Russian space policy expert and journalist

Yuri Yurevich Karash (Юрий Юрьевич Караш; 16 June 1963 – 21 January 2017) was a Russian space policy expert and journalist.

==Academic background==
In 1990, Karash was one of the finalists in the Soviet Journalist-in-Space project and a candidate for space flight. In 1992, while already having a Russian Candidate of Sciences degree, he graduated from the Paul H. Nitze School of Advanced International Studies (SAIS) at Johns Hopkins University in Washington, D.C., with Masters of International Public Policy degree. The same year he was accepted for PhD training at the School of International Service in the American University in Washington, D.C. During his studies at SIS he also took classes at the Space Policy Institute at George Washington University. He got his PhD in International Relations with concentration in Space Policy issues in 1997. His dissertation was published by the American Institute of Aeronautics and Astronautics under the title: The Superpower Odyssey. A Russian Perspective on Space Cooperation. In 2000, Karash became a corresponding member of the Tsiolkovskiy Russian Academy of Cosmonautics.

==Flight experience==
In 1985–1989, Yuri Karash was an aerobatic pilot at the Chkalov Central Flight Club in Moscow. In 1994–1995, he took flight training at the Bay Bridge Aviation flight school in Maryland and became the first Russian citizen to be rated by the U.S. Federal Aviation Administration as a Commercial Pilot with Single Engine, Multiengine and Instrument Flight Rules ratings. In 2010, Karash got a Certificate of Course Completion after successfully completing the "Flight Crew Transition Course Up To and Including Simulator" on Airbus A320 at the Airbus Training and Flight Operations Center in Toulouse, France.
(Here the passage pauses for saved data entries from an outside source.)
//! 确认对话框组件
//!
//! 模态覆盖层，阻塞式二次确认。调用方负责可见性控制，
//! 这里只渲染并回调 Yes / No。

use leptos::prelude::*;

#[component]
pub fn ConfirmDialog(
    /// 对话框标题
    #[prop(into)]
    title: String,
    /// 确认问题正文
    #[prop(into)]
    message: String,
    /// 点击 Yes 时的回调
    on_confirm: Callback<()>,
    /// 点击 No 时的回调
    on_cancel: Callback<()>,
) -> impl IntoView {
    view! {
        <div class="confirm-overlay">
            <div class="confirm-box">
                <h3>{title}</h3>
                <p>{message}</p>

                <div class="confirm-actions">
                    <button class="confirm-yes" on:click=move |_| on_confirm.run(())>
                        "Yes"
                    </button>

                    <button class="confirm-no" on:click=move |_| on_cancel.run(())>
                        "No"
                    </button>
                </div>
            </div>
        </div>
    }
}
==Space policy and journalistic experience==
Since 2000, Karash has been intensively involved in the development of the Russian space policy through his numerous articles and presentations in the Russian mass media. He proposed a concept of the hybrid 'fly by – orbital' crewed/automatic mission to Mars (Mars Piloted Orbial Station – MARPOST) as the most realizable in the current Russian economic conditions.

Karash has a considerable experience working for the Russian and foreign mass media. He worked as a special correspondent for The Washington Times newspaper and Space.com internet paper. His articles covering space and political developments were published by the Los Angeles Times, The New York Times, Chicago Tribune, Baltimore Sun, San Francisco Chronicle, Florida Today and Space News newspapers.
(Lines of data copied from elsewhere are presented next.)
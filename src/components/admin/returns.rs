//! 管理端退货/换货页组件
//!
//! 处理按钮与成功提示的文案随申请类型变化：
//! 退货确认收货，换货标记已送达。

use leptos::prelude::*;
use leptos::task::spawn_local;

use crate::api::use_api;
use crate::components::navbar::Navbar;
use crate::model::ReturnRequest;
use crate::order_view::{RETURN_TYPE_RETURN, return_needs_action};
use crate::session::use_api_failure;
use crate::toast::use_toast;

#[component]
pub fn AdminReturnsPage() -> impl IntoView {
    let api = use_api();
    let toast = use_toast();
    let on_failure = use_api_failure();

    let (requests, set_requests) = signal(Vec::<ReturnRequest>::new());

    let load = move || async move {
        match api.admin_returns().await {
            Ok(list) => set_requests.set(list),
            Err(err) => on_failure(err, "Failed to load return requests"),
        }
    };
    Effect::new(move |_| spawn_local(load()));

    let process = move |request_id: u64, is_return: bool| {
        spawn_local(async move {
            match api.process_return(request_id).await {
                Ok(()) => {
                    toast.success(if is_return {
                        "Return processed successfully"
                    } else {
                        "Replacement marked as delivered"
                    });
                    load().await;
                }
                Err(err) => on_failure(err, "Action failed"),
            }
        });
    };

    let render_request = move |r: ReturnRequest| {
        let request_id = r.id;
        let is_return = r.kind == RETURN_TYPE_RETURN;
        let needs_action = return_needs_action(&r.status);
        let status_class = if needs_action {
            "refund-PENDING"
        } else {
            "refund-REFUNDED"
        };
        let kind_class = if is_return {
            "refund-PENDING"
        } else {
            "status-CONFIRMED"
        };

        view! {
            <div class="order-card admin-order-card">
                <p>
                    <strong>"Order ID: "</strong>
                    {r.order_id.unwrap_or_default()}
                </p>

                <p>
                    <strong>"User: "</strong>
                    {r.user_email.clone().unwrap_or_default()}
                </p>

                <p>
                    <strong>"Type: "</strong>
                    <span class=kind_class>{r.kind.clone()}</span>
                </p>

                <p>
                    <strong>"Reason: "</strong>
                    {r.reason.clone().unwrap_or_default()}
                </p>

                <p>
                    <strong>"Status: "</strong>
                    <span class=status_class>{r.status.clone()}</span>
                </p>

                <p>
                    <strong>"Requested At: "</strong>
                    {r.requested_at.clone().unwrap_or_else(|| "N/A".to_string())}
                </p>

                {needs_action
                    .then(|| {
                        view! {
                            <div class="order-actions">
                                <button on:click=move |_| process(request_id, is_return)>
                                    {if is_return {
                                        "Mark Return Received"
                                    } else {
                                        "Send Replacement"
                                    }}
                                </button>
                            </div>
                        }
                    })}
            </div>
        }
    };

    view! {
        <Navbar />

        <div class="page">
            <h2>"Return / Replacement Requests"</h2>

            <Show when=move || requests.with(|r| r.is_empty())>
                <p class="empty">"No requests found"</p>
            </Show>

            {move || requests.get().into_iter().map(render_request).collect_view()}
        </div>
    }
}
He also wrote for Russian newspapers on space policy issues, including Nezavisimaya Gazeta and Izvestia, while also consulting Russkaya Sluzhba Novostey (Russian News Service), as well as Mayak, Vesti FM, Kommersant FM, Business FM, Komsomolskaya Pravda FM radio stations, BBC, CBC, Russia Today, TVC, RBK TV radio stations and TV channels on space issues.

==Death==
Karash died after suffering a heart attack on 21 January 2017.